日差しが強い日に黒い服を着ると、他の色よりも熱を吸収して熱さを感じると思いますが…
なぜ、白ではなく、黒なのでしょうか…?
それは、黒色は光を反射しないからということになります。
色は光の反射や吸収に影響を与えるのですが、黒色は光を反射せず、ほとんどの光を吸収してしまいます。そのため、黒い物体は周囲の光を吸収することにより熱を生じやすくなります。〔=光が吸収されてしまうので黒色に見えるともいえます〕
一方で、白色はほとんどの光を反射してしまうので熱が吸収しづらくなります。〔=光を様々な方向に反射する(乱反射)ので白く見えるともいえます〕
この違いが熱さに大きな影響を与えていたのです。
物体が光を吸収すると、光のエネルギーは物体の分子〔物質を構成する最小単位〕や原子〔物質を構成する基本粒子〕の振動エネルギーに変換されます。
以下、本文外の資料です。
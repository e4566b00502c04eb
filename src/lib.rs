#![allow(clippy::doc_markdown)] // Allow technical terms like PostgreSQL, SQLx in docs
#![allow(clippy::missing_errors_doc)] // Allow public functions without # Errors sections
#![allow(clippy::must_use_candidate)] // Allow methods without must_use when context is clear

//! # Deploy Core
//!
//! Rust core for Kubernetes-native continuous deployment triggering.
//!
//! ## Overview
//!
//! `deploy_core` owns the deployment trigger path of a CD orchestrator: it
//! accepts deploy requests for a pipeline (application x environment x
//! backend), runs the feasibility gates, publishes manifests to GitOps
//! repositories, converges releases through ArgoCD, Helm, or Flux, and
//! submits pre/post deployment stages as cluster workloads. Every stage
//! attempt is a workflow runner row with an append-only status timeline, so
//! retried and re-entered triggers are idempotent.
//!
//! ## Module Organization
//!
//! - [`models`] - Persistence layer: pipelines, artifacts, runners, timelines
//! - [`state_machine`] - Runner status transitions and stage/backend kinds
//! - [`trigger`] - The CD handler: deploy path, pre/post stages, cancel
//! - [`executor`] - Stage workload submission (Argo Workflows, system Jobs)
//! - [`gitops`] - Chart and values publication to GitOps repositories
//! - [`deployment`] - ArgoCD / Helm / Flux deployment backends
//! - [`dispatcher`] - Durable async dispatch over NATS JetStream
//! - [`events`] - In-process broadcast and CD success publication
//! - [`blob`] - Stage log and artifact retrieval
//! - [`config`] - Frozen environment-sourced configuration
//! - [`error`] - Structured error handling
//!
//! ## Quick Start
//!
//! ```rust,no_run
//! use deploy_core::config::DeployCoreConfig;
//!
//! # fn example() -> Result<(), Box<dyn std::error::Error>> {
//! let config = DeployCoreConfig::default();
//! println!("deploy core targets namespace {}", config.default_namespace);
//! # Ok(())
//! # }
//! ```
//!
//! ## Testing
//!
//! All outbound clients (cluster API, git, gRPC, HTTP, NATS) sit behind
//! traits with recording fakes, so the test suite runs without a live
//! database, cluster, or broker:
//!
//! ```bash
//! cargo test --lib    # Unit tests
//! cargo test          # All tests
//! ```

pub mod blob;
pub mod config;
pub mod constants;
pub mod database;
pub mod deployment;
pub mod dispatcher;
pub mod error;
pub mod events;
pub mod executor;
pub mod gitops;
pub mod logging;
pub mod metrics;
pub mod models;
pub mod resilience;
pub mod state_machine;
pub mod trigger;

pub use config::DeployCoreConfig;
pub use error::{DeployError, Result};
pub use state_machine::{DeploymentAppType, DeploymentType, ExecutorKind, RunnerStatus, StageKind};
pub use trigger::{
    DeployTriggerRequest, StageTriggerRequest, TriggerError, TriggerOutcome, TriggerService,
};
この振動エネルギーが熱として感じられるのですが、黒い物体は多くの光エネルギーを吸収するので、その結果、熱を生じる傾向が強くなります。
【熱振動(熱運動)】とは?
物質内部の分子〔物質を構成する最小単位〕や原子〔物質を構成する基本粒子〕が熱エネルギーを受け取ったり放出したりする振動のことをいいます。温度が上がると物質の分子や原子は活発に振動し、温度が下がると振動は鈍くなります。
構造や素材によって『紫外線』も影響
その他、色よりも物の構造や素材によって異なるのですが、赤外線の吸収率も影響しているといえます。
赤外線は可視光線〔目に見える光〕よりも波長が長く、目には見えない光の一部なのですが、物体の熱を伝える役割をし、物体が赤外線を吸収するとそのエネルギーは物体内部で熱に変換されます。そのため、赤外線を強く吸収する物体は熱を吸収しやすくなります。
黒でも熱を吸収しない方法
黒い物体でも熱吸収をできるだけ最小限に抑える方法はいくつかあるそうです。
- 遮熱塗料の使用
物体の表面に遮熱をする塗料を使用することで、太陽光や他の熱源からの熱を反射しやすくすることができます。このような材料は建築や自動車などでも広く使用されています。
- 近赤外線を反射する塗料を使う
近赤外線を反射する塗料を塗ることで赤外線が蓄積せず熱を吸収しないようにできるそうです。
- 断熱材の利用
断熱材は熱を効果的に遮断する性質を持っています。そのため物体の内部に断熱材を組み込むことで、外部からの熱の侵入を抑えることができます。
- 表面の設計
物体の表面を特定の形状や構造に設計することで、光を反射する効果を高めることができます。例えば、鏡面加工や凹凸を利用することで、光の反射率を向上させることができるそうです。
これらの方法を組み合わせることで、黒色でも熱の吸収をある程度は抑えることができるのですが、完全に熱を吸収しなくすることは難しいと言われています。